//! Loaders for the two supported source shapes.
//!
//! - nested: one JSON object per node with a `children` map keyed by child id
//! - tables: a structure table (kind, period, parent link) joined with a caption table (text per
//!   language), both keyed by node id

use crate::language::Labels;
use crate::model::{NodeKind, Period};
use crate::store::{TreeBuilder, TreeStore};
use crate::Result;
use indexmap::IndexMap;
use serde::{Deserialize, Serialize};
use serde_json::Value;
use std::collections::VecDeque;

/// Id assumed for a nested root that does not carry one.
pub const DEFAULT_ROOT_ID: &str = "root";

#[derive(Debug, Clone, Default, Serialize, Deserialize)]
#[serde(rename_all = "camelCase")]
pub struct NestedNode {
    /// Defaults to the key under which the node appears in its parent's `children`.
    #[serde(default, skip_serializing_if = "Option::is_none")]
    pub id: Option<String>,
    #[serde(default)]
    pub kind: NodeKind,
    #[serde(default, skip_serializing_if = "Option::is_none")]
    pub appeared: Option<Period>,
    #[serde(default, alias = "caption")]
    pub label: Labels,
    #[serde(default)]
    pub children: IndexMap<String, NestedNode>,
}

#[derive(Debug, Clone, Default, Serialize, Deserialize)]
#[serde(rename_all = "camelCase")]
pub struct StructureRecord {
    #[serde(default)]
    pub kind: NodeKind,
    #[serde(default, skip_serializing_if = "Option::is_none")]
    pub appeared: Option<Period>,
    #[serde(default, skip_serializing_if = "Option::is_none")]
    pub parent: Option<String>,
}

pub type StructureTable = IndexMap<String, StructureRecord>;
pub type CaptionTable = IndexMap<String, Labels>;

impl TreeStore {
    pub fn from_nested(root: NestedNode) -> Result<Self> {
        let mut builder = TreeBuilder::new();
        let root_id = root
            .id
            .clone()
            .unwrap_or_else(|| DEFAULT_ROOT_ID.to_string());

        let mut queue: VecDeque<(String, Option<String>, NestedNode)> = VecDeque::new();
        queue.push_back((root_id, None, root));
        while let Some((key, parent, node)) = queue.pop_front() {
            let id = node.id.unwrap_or(key);
            for (child_key, child) in node.children {
                queue.push_back((child_key, Some(id.clone()), child));
            }
            builder.push(id, parent, node.kind, node.appeared, node.label);
        }
        builder.finish()
    }

    pub fn from_nested_value(value: Value) -> Result<Self> {
        Self::from_nested(serde_json::from_value(value)?)
    }

    pub fn from_nested_json(text: &str) -> Result<Self> {
        Self::from_nested(serde_json::from_str(text)?)
    }

    /// Joins the structure and caption tables. Children keep the order of the structure table;
    /// nodes without a caption row get empty labels, and caption rows for unknown ids are
    /// ignored.
    pub fn from_tables(structure: StructureTable, mut captions: CaptionTable) -> Result<Self> {
        let mut builder = TreeBuilder::with_capacity(structure.len());
        for (id, record) in structure {
            let labels = captions.swap_remove(&id).unwrap_or_default();
            builder.push(id, record.parent, record.kind, record.appeared, labels);
        }
        for id in captions.keys() {
            tracing::trace!(id = %id, "caption row without a structure record");
        }
        builder.finish()
    }

    pub fn from_tables_json(structure: &str, captions: &str) -> Result<Self> {
        Self::from_tables(
            serde_json::from_str(structure)?,
            serde_json::from_str(captions)?,
        )
    }
}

Prompt:
Keep only the lines from the one containing "unknown ids are" through the final line of the records, and transcribe them exactly.

Response below:
    /// nodes without a caption row get empty labels, and caption rows for unknown ids are
    /// ignored.
    pub fn from_tables(structure: StructureTable, mut captions: CaptionTable) -> Result<Self> {
        let mut builder = TreeBuilder::with_capacity(structure.len());
        for (id, record) in structure {
            let labels = captions.swap_remove(&id).unwrap_or_default();
            builder.push(id, record.parent, record.kind, record.appeared, labels);
        }
        for id in captions.keys() {
            tracing::trace!(id = %id, "caption row without a structure record");
        }
        builder.finish()
    }

    pub fn from_tables_json(structure: &str, captions: &str) -> Result<Self> {
        Self::from_tables(
            serde_json::from_str(structure)?,
            serde_json::from_str(captions)?,
        )
    }
}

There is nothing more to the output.